The dentist asked me what music I wanted to listen to during my root canal so I said “More Than A Filling.”
Sometimes twitter makes sense and other times, people are blocking Mr. Peanut. Stop being so weird, y’all.
I went on a date last night!
It went really well…up until the moment the couple realized I was following them & promptly called the cops.
*tries CBD oil for the first time*
“OMG OMG I FEEL IT, I THINK I’M HIGH! I’M TOTALLY HIGH”
“Ma’am, there are little to no narcotics in that”
“So you’re saying there’s a chance”
Jumping through hoops makes it sound too easy.
It should be something…more like…trudging through quicksand on 2 hours of sleep with a sinus infection.
[Interview]
Me: I really need the paycheck
Him: This is an unpaid internship.
Me: Do you provide snacks?
Him: Um, yes
Me: Keep going…
My toddler has just learned how to say her brother’s name. So now she keeps repeating his name over and over, which is driving him absolutely crazy. I have to admit that I’m kinda enjoying it though. Better him than me!

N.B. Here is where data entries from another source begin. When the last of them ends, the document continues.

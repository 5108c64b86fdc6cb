//! Narration controller managing text-to-speech playback.
//!
//! At most one utterance plays at a time. `toggle` while speaking always
//! cancels, whatever text is playing; it never queues a second utterance.

use std::sync::{Mutex, MutexGuard, PoisonError};

use uuid::Uuid;

use voqit_core::error::VoqitError;

use crate::engine::SpeechSynthesizer;
use crate::state::NarrationState;

/// A single piece of text handed to the synthesizer.
#[derive(Debug, Clone, PartialEq, Eq)]
pub struct Utterance {
    pub id: Uuid,
    pub text: String,
    pub language: String,
}

impl Utterance {
    pub fn new(text: impl Into<String>, language: impl Into<String>) -> Self {
        Self {
            id: Uuid::new_v4(),
            text: text.into(),
            language: language.into(),
        }
    }
}

/// How an utterance finished on the synthesizer side.
#[derive(Debug, Clone, PartialEq, Eq)]
pub enum NarrationOutcome {
    Finished,
    Failed(String),
}

/// A synthesizer callback tagged with the utterance that produced it.
#[derive(Debug, Clone, PartialEq, Eq)]
pub struct NarrationEvent {
    pub utterance_id: Uuid,
    pub outcome: NarrationOutcome,
}

impl NarrationEvent {
    pub fn finished(utterance_id: Uuid) -> Self {
        Self {
            utterance_id,
            outcome: NarrationOutcome::Finished,
        }
    }

    pub fn failed(utterance_id: Uuid, message: impl Into<String>) -> Self {
        Self {
            utterance_id,
            outcome: NarrationOutcome::Failed(message.into()),
        }
    }
}

/// Two-state narration machine over a platform synthesizer.
pub struct NarrationController {
    synthesizer: Box<dyn SpeechSynthesizer>,
    language: String,
    active: Mutex<Option<Utterance>>,
}

impl std::fmt::Debug for NarrationController {
    fn fmt(&self, f: &mut std::fmt::Formatter<'_>) -> std::fmt::Result {
        f.debug_struct("NarrationController")
            .field("language", &self.language)
            .field("active", &self.active)
            .finish()
    }
}

impl NarrationController {
    pub fn new(synthesizer: Box<dyn SpeechSynthesizer>, language: impl Into<String>) -> Self {
        Self {
            synthesizer,
            language: language.into(),
            active: Mutex::new(None),
        }
    }

    fn lock_active(&self) -> MutexGuard<'_, Option<Utterance>> {
        self.active.lock().unwrap_or_else(PoisonError::into_inner)
    }

    pub fn state(&self) -> NarrationState {
        if self.lock_active().is_some() {
            NarrationState::Speaking
        } else {
            NarrationState::Idle
        }
    }

    /// The utterance currently playing, if any.
    pub fn current_utterance(&self) -> Option<Utterance> {
        self.lock_active().clone()
    }

    /// Speak `text` when idle; cancel playback when speaking.
    pub fn toggle(&self, text: &str) -> Result<NarrationState, VoqitError> {
        let mut guard = self.lock_active();

        if let Some(utterance) = guard.take() {
            if let Err(e) = self.synthesizer.cancel() {
                tracing::warn!(
                    utterance_id = %utterance.id,
                    error = %e,
                    "Synthesizer cancel failed"
                );
            }
            tracing::info!(utterance_id = %utterance.id, "Narration cancelled");
            return Ok(NarrationState::Idle);
        }

        let utterance = Utterance::new(text, self.language.clone());
        self.synthesizer.speak(&utterance)?;
        tracing::info!(
            utterance_id = %utterance.id,
            text_len = utterance.text.len(),
            "Narration started"
        );
        *guard = Some(utterance);
        Ok(NarrationState::Speaking)
    }

    /// Apply a synthesizer end-of-utterance event.
    ///
    /// Events for an utterance that is no longer active are ignored.
    pub fn handle_event(&self, event: NarrationEvent) -> NarrationState {
        let mut guard = self.lock_active();

        let is_current = guard
            .as_ref()
            .is_some_and(|active| active.id == event.utterance_id);
        if !is_current {
            tracing::debug!(utterance_id = %event.utterance_id, "Ignoring stale narration event");
            return if guard.is_some() {
                NarrationState::Speaking
            } else {
                NarrationState::Idle
            };
        }

        *guard = None;
        match event.outcome {
            NarrationOutcome::Finished => {
                tracing::debug!(utterance_id = %event.utterance_id, "Narration finished");
            }
            NarrationOutcome::Failed(message) => {
                tracing::warn!(
                    utterance_id = %event.utterance_id,
                    error = %message,
                    "Narration failed"
                );
            }
        }
        NarrationState::Idle
    }
}

// =============================================================================
// Tests
// =============================================================================
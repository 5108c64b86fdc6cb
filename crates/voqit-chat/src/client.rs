//! Completion client: cache lookup, remote call, rate-limit backoff.

use std::sync::Arc;

use voqit_core::types::Question;

use crate::backoff::{AttemptOutcome, BackoffPolicy, RetryDecision, Sleeper, TokioSleeper};
use crate::cache::AnswerCache;
use crate::error::CompletionError;
use crate::transport::CompletionTransport;

/// Resolves a question into an answer, from the cache or the remote endpoint.
pub struct CompletionClient {
    transport: Arc<dyn CompletionTransport>,
    cache: Arc<AnswerCache>,
    policy: BackoffPolicy,
    sleeper: Arc<dyn Sleeper>,
}

impl std::fmt::Debug for CompletionClient {
    fn fmt(&self, f: &mut std::fmt::Formatter<'_>) -> std::fmt::Result {
        f.debug_struct("CompletionClient")
            .field("policy", &self.policy)
            .field("cached_answers", &self.cache.len())
            .finish()
    }
}

impl CompletionClient {
    pub fn new(
        transport: Arc<dyn CompletionTransport>,
        cache: Arc<AnswerCache>,
        policy: BackoffPolicy,
    ) -> Self {
        Self {
            transport,
            cache,
            policy,
            sleeper: Arc::new(TokioSleeper),
        }
    }

    /// Replace the timer used between retries.
    pub fn with_sleeper(mut self, sleeper: Arc<dyn Sleeper>) -> Self {
        self.sleeper = sleeper;
        self
    }

    pub fn cache(&self) -> &Arc<AnswerCache> {
        &self.cache
    }

    pub fn policy(&self) -> &BackoffPolicy {
        &self.policy
    }

    /// Answer `question`.
    ///
    /// A cached answer returns without any network call. Otherwise the
    /// endpoint is called at most `max_attempts` times, sleeping between
    /// rate-limited attempts. The cache is written on success only.
    pub async fn complete(&self, question: &str) -> Result<String, CompletionError> {
        let question = Question::parse(question).ok_or(CompletionError::InvalidInput)?;

        if let Some(answer) = self.cache.get(question.as_str()) {
            tracing::debug!(question_len = question.as_str().len(), "Answer cache hit");
            return Ok(answer);
        }

        let mut attempt = 0;
        loop {
            let result = self.transport.generate(question.as_str()).await;

            match self.policy.decide(attempt, AttemptOutcome::from(result)) {
                RetryDecision::Succeed(answer) => {
                    self.cache.set(question.as_str(), &answer);
                    tracing::info!(
                        attempts = attempt + 1,
                        answer_len = answer.len(),
                        "Completion received"
                    );
                    return Ok(answer);
                }
                RetryDecision::Retry(delay) => {
                    tracing::warn!(
                        attempt = attempt + 1,
                        delay_ms = delay.as_millis() as u64,
                        "Completion rate limited, backing off"
                    );
                    self.sleeper.sleep(delay).await;
                    attempt += 1;
                }
                RetryDecision::Fail(err) => {
                    tracing::warn!(attempts = attempt + 1, error = %err, "Completion failed");
                    return Err(err);
                }
            }
        }
    }
}

// =============================================================================
// Tests
// =============================================================================
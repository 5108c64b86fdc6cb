//! Dictation controller managing speech-to-text sessions.
//!
//! A `DictationController` owns one recognizer and at most one active
//! `DictationSession`. `toggle` starts or stops capture; the recognizer's
//! asynchronous results come back through `handle_event`, which yields the
//! recognized text only if the event belongs to the session still listening.

use std::sync::{Mutex, MutexGuard, PoisonError};

use chrono::{DateTime, Utc};
use uuid::Uuid;

use voqit_core::error::VoqitError;

use crate::engine::SpeechRecognizer;
use crate::state::DictationState;

/// Tracks one recognition session.
#[derive(Debug, Clone, PartialEq, Eq)]
pub struct DictationSession {
    /// Unique identifier, echoed back in every `RecognitionEvent`.
    pub id: Uuid,
    /// When capture started.
    pub start_time: DateTime<Utc>,
    /// BCP-47 language tag for the recognizer.
    pub language: String,
}

impl DictationSession {
    pub fn new(language: impl Into<String>) -> Self {
        Self {
            id: Uuid::new_v4(),
            start_time: Utc::now(),
            language: language.into(),
        }
    }

    /// Returns the elapsed duration of this session in seconds.
    pub fn elapsed_secs(&self) -> f32 {
        let elapsed = Utc::now() - self.start_time;
        elapsed.num_milliseconds() as f32 / 1000.0
    }
}

/// What the recognizer reported.
#[derive(Debug, Clone, PartialEq, Eq)]
pub enum RecognitionOutcome {
    /// Final recognized text.
    Result(String),
    /// The engine failed.
    Error(String),
    /// The engine detected end of speech without a result.
    End,
}

/// A recognizer callback tagged with the session that produced it.
#[derive(Debug, Clone, PartialEq, Eq)]
pub struct RecognitionEvent {
    pub session_id: Uuid,
    pub outcome: RecognitionOutcome,
}

impl RecognitionEvent {
    pub fn result(session_id: Uuid, text: impl Into<String>) -> Self {
        Self {
            session_id,
            outcome: RecognitionOutcome::Result(text.into()),
        }
    }

    pub fn error(session_id: Uuid, message: impl Into<String>) -> Self {
        Self {
            session_id,
            outcome: RecognitionOutcome::Error(message.into()),
        }
    }

    pub fn end(session_id: Uuid) -> Self {
        Self {
            session_id,
            outcome: RecognitionOutcome::End,
        }
    }
}

/// Two-state dictation machine over a platform recognizer.
pub struct DictationController {
    recognizer: Box<dyn SpeechRecognizer>,
    language: String,
    session: Mutex<Option<DictationSession>>,
}

impl std::fmt::Debug for DictationController {
    fn fmt(&self, f: &mut std::fmt::Formatter<'_>) -> std::fmt::Result {
        f.debug_struct("DictationController")
            .field("language", &self.language)
            .field("session", &self.session)
            .finish()
    }
}

impl DictationController {
    pub fn new(recognizer: Box<dyn SpeechRecognizer>, language: impl Into<String>) -> Self {
        Self {
            recognizer,
            language: language.into(),
            session: Mutex::new(None),
        }
    }

    fn lock_session(&self) -> MutexGuard<'_, Option<DictationSession>> {
        self.session.lock().unwrap_or_else(PoisonError::into_inner)
    }

    /// Returns the current dictation state.
    pub fn state(&self) -> DictationState {
        if self.lock_session().is_some() {
            DictationState::Listening
        } else {
            DictationState::Idle
        }
    }

    /// Returns a clone of the active session, if listening.
    pub fn current_session(&self) -> Option<DictationSession> {
        self.lock_session().clone()
    }

    /// Start capture when idle, stop it when listening.
    ///
    /// Stopping always lands in `Idle`, even if the recognizer reports an
    /// error while stopping. Starting leaves the controller `Idle` if the
    /// recognizer refuses to start.
    pub fn toggle(&self) -> Result<DictationState, VoqitError> {
        let mut guard = self.lock_session();

        if let Some(session) = guard.take() {
            if let Err(e) = self.recognizer.stop() {
                tracing::warn!(session_id = %session.id, error = %e, "Recognizer stop failed");
            }
            tracing::info!(
                session_id = %session.id,
                elapsed_secs = session.elapsed_secs(),
                "Dictation stopped, partial result discarded"
            );
            tracing::debug!(
                "Dictation state: {} -> {}",
                DictationState::Listening,
                DictationState::Idle
            );
            return Ok(DictationState::Idle);
        }

        let session = DictationSession::new(self.language.clone());
        self.recognizer.start(&session)?;
        tracing::info!(
            session_id = %session.id,
            language = %session.language,
            "Dictation session started"
        );
        tracing::debug!(
            "Dictation state: {} -> {}",
            DictationState::Idle,
            DictationState::Listening
        );
        *guard = Some(session);
        Ok(DictationState::Listening)
    }

    /// Apply a recognizer event.
    ///
    /// Returns the recognized text when a result arrives for the listening
    /// session. Events for any other session (stopped or superseded) are
    /// ignored, which is how a cancelled capture's late result is discarded.
    pub fn handle_event(&self, event: RecognitionEvent) -> Option<String> {
        let mut guard = self.lock_session();

        match guard.as_ref() {
            Some(active) if active.id == event.session_id => {}
            _ => {
                tracing::debug!(session_id = %event.session_id, "Ignoring stale recognition event");
                return None;
            }
        }

        *guard = None;
        tracing::debug!(
            "Dictation state: {} -> {}",
            DictationState::Listening,
            DictationState::Idle
        );

        match event.outcome {
            RecognitionOutcome::Result(text) if !text.trim().is_empty() => {
                tracing::info!(text_len = text.len(), "Dictation recognized");
                Some(text)
            }
            RecognitionOutcome::Result(_) => {
                tracing::debug!("Recognizer returned empty text");
                None
            }
            RecognitionOutcome::Error(message) => {
                tracing::warn!(error = %message, "Speech recognition error");
                None
            }
            RecognitionOutcome::End => {
                tracing::debug!("Recognizer ended without a result");
                None
            }
        }
    }
}

// =============================================================================
// Tests
// =============================================================================
//! Request pipeline for Voqit.
//!
//! Sits between a front-end and a remote completion endpoint:
//! exact-match answer cache, rate-limit backoff, the HTTP transport,
//! and the `ChatSession` that owns the transcript and the speech controllers.

pub mod backoff;
pub mod cache;
pub mod client;
pub mod error;
pub mod session;
pub mod transport;

pub use backoff::{AttemptOutcome, BackoffPolicy, RetryDecision, Sleeper, TokioSleeper};
pub use cache::AnswerCache;
pub use client::CompletionClient;
pub use error::{ChatError, CompletionError, TransportError};
pub use session::{ChatSession, SubmitOutcome};
pub use transport::{CompletionTransport, GeminiTransport};
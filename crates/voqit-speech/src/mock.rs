//! In-memory speech engines for tests and headless runs.
//!
//! Both mocks record every call they receive. Clones share the same log, so
//! a test can keep one handle while a controller owns another.

use std::sync::{Arc, Mutex, PoisonError};

use uuid::Uuid;
use voqit_core::error::VoqitError;

use crate::dictation::DictationSession;
use crate::engine::{SpeechRecognizer, SpeechSynthesizer};
use crate::narration::Utterance;

/// A call observed by a mock engine.
#[derive(Debug, Clone, PartialEq, Eq)]
pub enum MockCall {
    Start(Uuid),
    Stop,
    Speak { id: Uuid, text: String },
    Cancel,
}

#[derive(Debug, Default)]
struct MockLog {
    calls: Vec<MockCall>,
    fail_next: bool,
}

fn record(log: &Mutex<MockLog>, call: MockCall, what: &str) -> Result<(), String> {
    let mut log = log.lock().unwrap_or_else(PoisonError::into_inner);
    if log.fail_next {
        log.fail_next = false;
        return Err(format!("mock {} failed", what));
    }
    log.calls.push(call);
    Ok(())
}

/// Recognizer that never hears anything on its own; tests inject events.
#[derive(Debug, Clone, Default)]
pub struct MockRecognizer {
    log: Arc<Mutex<MockLog>>,
}

impl MockRecognizer {
    pub fn new() -> Self {
        Self::default()
    }

    /// Make the next `start` or `stop` call fail.
    pub fn fail_next(&self) {
        self.log.lock().unwrap_or_else(PoisonError::into_inner).fail_next = true;
    }

    pub fn calls(&self) -> Vec<MockCall> {
        self.log
            .lock()
            .unwrap_or_else(PoisonError::into_inner)
            .calls
            .clone()
    }
}

impl SpeechRecognizer for MockRecognizer {
    fn start(&self, session: &DictationSession) -> Result<(), VoqitError> {
        record(&self.log, MockCall::Start(session.id), "start").map_err(VoqitError::Dictation)
    }

    fn stop(&self) -> Result<(), VoqitError> {
        record(&self.log, MockCall::Stop, "stop").map_err(VoqitError::Dictation)
    }
}

/// Synthesizer that records utterances instead of playing them.
#[derive(Debug, Clone, Default)]
pub struct MockSynthesizer {
    log: Arc<Mutex<MockLog>>,
}

impl MockSynthesizer {
    pub fn new() -> Self {
        Self::default()
    }

    /// Make the next `speak` or `cancel` call fail.
    pub fn fail_next(&self) {
        self.log.lock().unwrap_or_else(PoisonError::into_inner).fail_next = true;
    }

    pub fn calls(&self) -> Vec<MockCall> {
        self.log
            .lock()
            .unwrap_or_else(PoisonError::into_inner)
            .calls
            .clone()
    }
}

impl SpeechSynthesizer for MockSynthesizer {
    fn speak(&self, utterance: &Utterance) -> Result<(), VoqitError> {
        record(
            &self.log,
            MockCall::Speak {
                id: utterance.id,
                text: utterance.text.clone(),
            },
            "speak",
        )
        .map_err(VoqitError::Narration)
    }

    fn cancel(&self) -> Result<(), VoqitError> {
        record(&self.log, MockCall::Cancel, "cancel").map_err(VoqitError::Narration)
    }
}
use std::path::Path;

use serde::{Deserialize, Serialize};
use tracing::info;

use crate::error::{Result, VoqitError};

/// Top-level configuration for Voqit.
///
/// Loaded from `~/.voqit/config.toml` by default. Every section falls back to
/// its defaults when missing, so an empty file is a valid configuration.
#[derive(Debug, Clone, Default, Serialize, Deserialize)]
pub struct VoqitConfig {
    #[serde(default)]
    pub general: GeneralConfig,
    #[serde(default)]
    pub completion: CompletionConfig,
    #[serde(default)]
    pub retry: RetryConfig,
    #[serde(default)]
    pub cache: CacheConfig,
    #[serde(default)]
    pub speech: SpeechConfig,
    #[serde(default)]
    pub messages: MessagesConfig,
    #[serde(default)]
    pub share: ShareConfig,
}

impl VoqitConfig {
    /// Load configuration from a TOML file.
    pub fn load(path: &Path) -> Result<Self> {
        let content = std::fs::read_to_string(path)?;
        let config: VoqitConfig = toml::from_str(&content)?;
        info!("Configuration loaded from {}", path.display());
        Ok(config)
    }

    /// Resolve the completion API key.
    ///
    /// An inline `completion.api_key` wins; otherwise the environment variable
    /// named by `completion.api_key_env` is read.
    pub fn resolve_api_key(&self) -> Result<String> {
        if let Some(ref key) = self.completion.api_key {
            if !key.trim().is_empty() {
                return Ok(key.clone());
            }
        }
        match std::env::var(&self.completion.api_key_env) {
            Ok(key) if !key.trim().is_empty() => Ok(key),
            _ => Err(VoqitError::Config(format!(
                "no API key: set completion.api_key or the {} environment variable",
                self.completion.api_key_env
            ))),
        }
    }
}

/// General application settings.
#[derive(Debug, Clone, Serialize, Deserialize)]
#[serde(default)]
pub struct GeneralConfig {
    /// Log level: trace, debug, info, warn, error.
    pub log_level: String,
}

impl Default for GeneralConfig {
    fn default() -> Self {
        Self {
            log_level: "info".to_string(),
        }
    }
}

/// Remote completion endpoint settings.
#[derive(Debug, Clone, Serialize, Deserialize)]
#[serde(default)]
pub struct CompletionConfig {
    /// Base URL of the generative-language API, without a trailing slash.
    pub base_url: String,
    /// Model name inserted into the `generateContent` path.
    pub model: String,
    /// Environment variable holding the API key.
    pub api_key_env: String,
    /// Inline API key. Takes priority over `api_key_env` when set.
    #[serde(skip_serializing_if = "Option::is_none")]
    pub api_key: Option<String>,
}

impl Default for CompletionConfig {
    fn default() -> Self {
        Self {
            base_url: "https://generativelanguage.googleapis.com/v1beta".to_string(),
            model: "gemini-2.0-flash".to_string(),
            api_key_env: "VOQIT_API_KEY".to_string(),
            api_key: None,
        }
    }
}

/// Backoff settings for rate-limited completions.
#[derive(Debug, Clone, Serialize, Deserialize)]
#[serde(default)]
pub struct RetryConfig {
    /// Total attempts, including the first one.
    pub max_attempts: u32,
    /// Delay before the first retry, doubled for each later retry.
    pub base_delay_ms: u64,
}

impl Default for RetryConfig {
    fn default() -> Self {
        Self {
            max_attempts: 3,
            base_delay_ms: 2000,
        }
    }
}

/// Answer cache settings.
#[derive(Debug, Clone, Default, Serialize, Deserialize)]
#[serde(default)]
pub struct CacheConfig {
    /// Maximum number of cached answers. Unbounded when absent.
    #[serde(skip_serializing_if = "Option::is_none")]
    pub max_entries: Option<usize>,
}

/// Speech input/output settings.
#[derive(Debug, Clone, Serialize, Deserialize)]
#[serde(default)]
pub struct SpeechConfig {
    /// BCP-47 language tag handed to the recognizer and synthesizer.
    pub language: String,
    /// External recognizer program. Its first non-empty stdout line is the dictated text.
    #[serde(skip_serializing_if = "Option::is_none")]
    pub dictation_command: Option<String>,
    /// External text-to-speech program. Receives the text as its last argument.
    #[serde(skip_serializing_if = "Option::is_none")]
    pub narration_command: Option<String>,
}

impl Default for SpeechConfig {
    fn default() -> Self {
        Self {
            language: "en-US".to_string(),
            dictation_command: None,
            narration_command: None,
        }
    }
}

/// User-facing transcript messages for failed completions.
#[derive(Debug, Clone, Serialize, Deserialize)]
#[serde(default)]
pub struct MessagesConfig {
    pub rate_limited: String,
    pub request_failed: String,
}

impl Default for MessagesConfig {
    fn default() -> Self {
        Self {
            rate_limited: "Rate limit exceeded. Try again later.".to_string(),
            request_failed: "Error occurred. Try again.".to_string(),
        }
    }
}

/// Copy and share targets for answers.
#[derive(Debug, Clone, Serialize, Deserialize)]
#[serde(default)]
pub struct ShareConfig {
    /// Title attached to shared answers.
    pub title: String,
    /// Clipboard program. Receives the answer on stdin (e.g. `pbcopy`, `wl-copy`).
    #[serde(skip_serializing_if = "Option::is_none")]
    pub copy_command: Option<String>,
    /// Share program. Receives the title as its last argument and the answer on stdin.
    #[serde(skip_serializing_if = "Option::is_none")]
    pub share_command: Option<String>,
    /// Exit code the share program uses when the user dismisses it.
    /// Nothing is copied and no notice is shown in that case.
    pub cancel_exit_code: i32,
}

impl Default for ShareConfig {
    fn default() -> Self {
        Self {
            title: "Voqit-Ai Response".to_string(),
            copy_command: None,
            share_command: None,
            cancel_exit_code: 130,
        }
    }
}

#[cfg(test)]
mod tests {
    use super::*;
    use std::io::Write;
    use tempfile::NamedTempFile;

    fn create_temp_config(content: &str) -> NamedTempFile {
        let mut file = NamedTempFile::new().unwrap();
        file.write_all(content.as_bytes()).unwrap();
        file
    }

    #[test]
    fn test_default_config() {
        let config = VoqitConfig::default();
        assert_eq!(config.general.log_level, "info");
        assert_eq!(config.completion.model, "gemini-2.0-flash");
        assert_eq!(config.retry.max_attempts, 3);
        assert_eq!(config.retry.base_delay_ms, 2000);
        assert!(config.cache.max_entries.is_none());
        assert_eq!(config.speech.language, "en-US");
        assert_eq!(
            config.messages.rate_limited,
            "Rate limit exceeded. Try again later."
        );
        assert_eq!(config.messages.request_failed, "Error occurred. Try again.");
        assert_eq!(config.share.title, "Voqit-Ai Response");
        assert!(config.share.copy_command.is_none());
        assert_eq!(config.share.cancel_exit_code, 130);
    }

    #[test]
    fn test_load_valid_config() {
        let content = r#"
[general]
log_level = "debug"

[completion]
base_url = "http://localhost:9000/v1beta"
model = "gemini-1.5-pro"
api_key_env = "MY_KEY"

[retry]
max_attempts = 5
base_delay_ms = 100

[cache]
max_entries = 64

[speech]
language = "fr-FR"
narration_command = "espeak"

[share]
copy_command = "wl-copy"
cancel_exit_code = 1
"#;
        let file = create_temp_config(content);
        let config = VoqitConfig::load(file.path()).unwrap();
        assert_eq!(config.general.log_level, "debug");
        assert_eq!(config.completion.base_url, "http://localhost:9000/v1beta");
        assert_eq!(config.completion.model, "gemini-1.5-pro");
        assert_eq!(config.completion.api_key_env, "MY_KEY");
        assert_eq!(config.retry.max_attempts, 5);
        assert_eq!(config.retry.base_delay_ms, 100);
        assert_eq!(config.cache.max_entries, Some(64));
        assert_eq!(config.speech.language, "fr-FR");
        assert_eq!(config.speech.narration_command.as_deref(), Some("espeak"));
        assert!(config.speech.dictation_command.is_none());
        assert_eq!(config.share.copy_command.as_deref(), Some("wl-copy"));
        assert_eq!(config.share.title, "Voqit-Ai Response");
        assert_eq!(config.share.cancel_exit_code, 1);
    }

    #[test]
    fn test_load_partial_config_uses_defaults() {
        let content = r#"
[retry]
max_attempts = 1
"#;
        let file = create_temp_config(content);
        let config = VoqitConfig::load(file.path()).unwrap();
        assert_eq!(config.retry.max_attempts, 1);
        assert_eq!(config.retry.base_delay_ms, 2000);
        assert_eq!(config.completion.model, "gemini-2.0-flash");
    }

    #[test]
    fn test_config_empty_toml_uses_all_defaults() {
        let file = create_temp_config("");
        let config = VoqitConfig::load(file.path()).unwrap();
        assert_eq!(config.general.log_level, "info");
        assert_eq!(config.retry.max_attempts, 3);
    }

    #[test]
    fn test_load_invalid_toml() {
        let file = create_temp_config("this is {{ not valid TOML");
        let result = VoqitConfig::load(file.path());
        assert!(matches!(result, Err(VoqitError::Config(_))));
    }

    #[test]
    fn test_load_missing_file_is_io_error() {
        let result = VoqitConfig::load(Path::new("/nonexistent/voqit.toml"));
        assert!(matches!(result, Err(VoqitError::Io(_))));
    }

    #[test]
    fn test_resolve_api_key_prefers_inline() {
        let mut config = VoqitConfig::default();
        config.completion.api_key = Some("inline-key".to_string());
        config.completion.api_key_env = "VOQIT_TEST_UNUSED_KEY_VAR".to_string();
        assert_eq!(config.resolve_api_key().unwrap(), "inline-key");
    }

    #[test]
    fn test_resolve_api_key_from_env() {
        let mut config = VoqitConfig::default();
        config.completion.api_key_env = "VOQIT_TEST_RESOLVE_KEY".to_string();
        std::env::set_var("VOQIT_TEST_RESOLVE_KEY", "env-key");
        assert_eq!(config.resolve_api_key().unwrap(), "env-key");
        std::env::remove_var("VOQIT_TEST_RESOLVE_KEY");
    }

    #[test]
    fn test_resolve_api_key_missing() {
        let mut config = VoqitConfig::default();
        config.completion.api_key_env = "VOQIT_TEST_DEFINITELY_UNSET".to_string();
        let err = config.resolve_api_key().unwrap_err();
        assert!(err.to_string().contains("VOQIT_TEST_DEFINITELY_UNSET"));
    }
}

*standing in front of my girlfriend’s house, holding up boombox above my head* HEY CAN UR DAD FIX THIS FOR ME
Told my boss at work I had three companies looking at me and asked for a raise, so of course out of curiosity she asked me which three companies.
Managing to keep a straight face I told her Gas, Water, and Electric.
Me: Dropped my phone & now screen doesn’t work.
Help forum: Should’ve had a better case.
Apparently, my mother works in Samsung support now.